Australia pacer Pat Cummins has hailed wicketkeeper-batsman Rishabh Pant, stating that he is a class player, who knows his game really well. The pacer also said that the Australian team would have their plans ready for Pant, when India and Australia play again. Pant had played a match-winning knock of 89 runs to help the visitors breach the Gabba Fortress in January, and this helped India win the Border-Gavaskar Trophy. Pant had also played a knock of 97 runs in the Sydney Test, but once he got dismissed, India decided to shut shop and as a result, the third Test ended as a draw. The wicketkeeper-batsman has been in a rich vein of form as he recently scored 91 runs in the first innings of the first Test against England, which India went on to lose by 227 runs.

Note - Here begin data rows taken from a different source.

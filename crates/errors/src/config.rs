//! Configuration error types

use std::borrow::Cow;

use crate::UserFacingError;
use thiserror::Error;

#[derive(Debug, Clone, Error)]
#[cfg_attr(feature = "serde", derive(serde::Serialize, serde::Deserialize))]
#[non_exhaustive]
pub enum ConfigError {
    #[error("config file not found: {path}")]
    NotFound { path: String },

    #[error("invalid config: {message}")]
    Invalid { message: String },

    #[error("parse error: {message}")]
    ParseError { message: String },

    #[error("missing required field: {field}")]
    MissingField { field: String },

    #[error("invalid value for {field}: {value}")]
    InvalidValue { field: String, value: String },

    #[error("environment variable not found: {var}")]
    EnvVarNotFound { var: String },

    #[error("failed to write config to {path}: {error}")]
    WriteError { path: String, error: String },

    #[error("failed to serialize config: {error}")]
    SerializeError { error: String },
}

impl UserFacingError for ConfigError {
    fn user_message(&self) -> Cow<'_, str> {
        Cow::Owned(self.to_string())
    }

    fn user_hint(&self) -> Option<&'static str> {
        match self {
            Self::NotFound { .. } => {
                Some("Provide a configuration file or pass --config with an existing path.")
            }
            Self::MissingField { field } => Some(match field.as_str() {
                "token" => "Pass --token or export LOBUP_TOKEN.",
                _ => "Add the missing configuration field noted in the error message.",
            }),
            Self::InvalidValue { .. } | Self::Invalid { .. } | Self::ParseError { .. } => {
                Some("Fix the configuration value and retry the command.")
            }
            Self::EnvVarNotFound { .. } => {
                Some("Export the environment variable or move the value into the config file.")
            }
            Self::WriteError { .. } => Some("Ensure the config path is writable and retry."),
            _ => None,
        }
    }

    fn is_retryable(&self) -> bool {
        false
    }

    fn user_code(&self) -> Option<&'static str> {
        let code = match self {
            Self::NotFound { .. } => "config.not_found",
            Self::Invalid { .. } => "config.invalid",
            Self::ParseError { .. } => "config.parse_error",
            Self::MissingField { .. } => "config.missing_field",
            Self::InvalidValue { .. } => "config.invalid_value",
            Self::EnvVarNotFound { .. } => "config.env_var_not_found",
            Self::WriteError { .. } => "config.write_error",
            Self::SerializeError { .. } => "config.serialize_error",
        };
        Some(code)
    }
}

“It is kind of a flip of the coin, because while Pujara was there, the game was not moving too quickly, but you know once Rishabh walks in, it is going to start moving quickly either way. It is one of those exciting times, I find, where you hope it works in your favour, but if it does not, it is going to be a bit of fun for the next hour or so, either way. He is a class player, he takes the game on and to the outside, it might look like it is quite slapdash, but he knows his game really well, he knows when to attack and what his scoring areas are, so before the next series, we will need to spend a bit of time on that,” Cummins told ESPNcricinfo’s ”The Cricket Monthly”.

India had lost the first Test against Australia in Adelaide by eight wickets, and after that skipper Virat Kohli also returned home having been granted paternity leave. However, the visitors turned their fortunes around under the leadership of Ajinkya Rahane, and they went on to win matches at Melbourne and Brisbane, while the Test at Sydney ended in a draw.

Cummins was involved in a key battle against Cheteshwar Pujara throughout the series, and the pacer hailed the batsman as a “brick wall.”

“My initial thought was that he was the brick wall, so once we opened up his end, I thought that still made all three results in the game possible, winning, losing, or a draw. But it was satisfying too: before the series, once we knew Virat Kohli was going to miss the last three Tests, Pujara was the big wicket for me. He was the deciding factor in the series a couple of years earlier – he was their rock in the middle order – and I felt a big part of the series battle would be played out against him,” said Cummins.

Cummins dismissed Pujara five times in eight innings, while the Indian batsman scored 271 runs in the four-match series. The Australian speedster, on the other hand, was named as the Player of the Series as he took 21 wickets.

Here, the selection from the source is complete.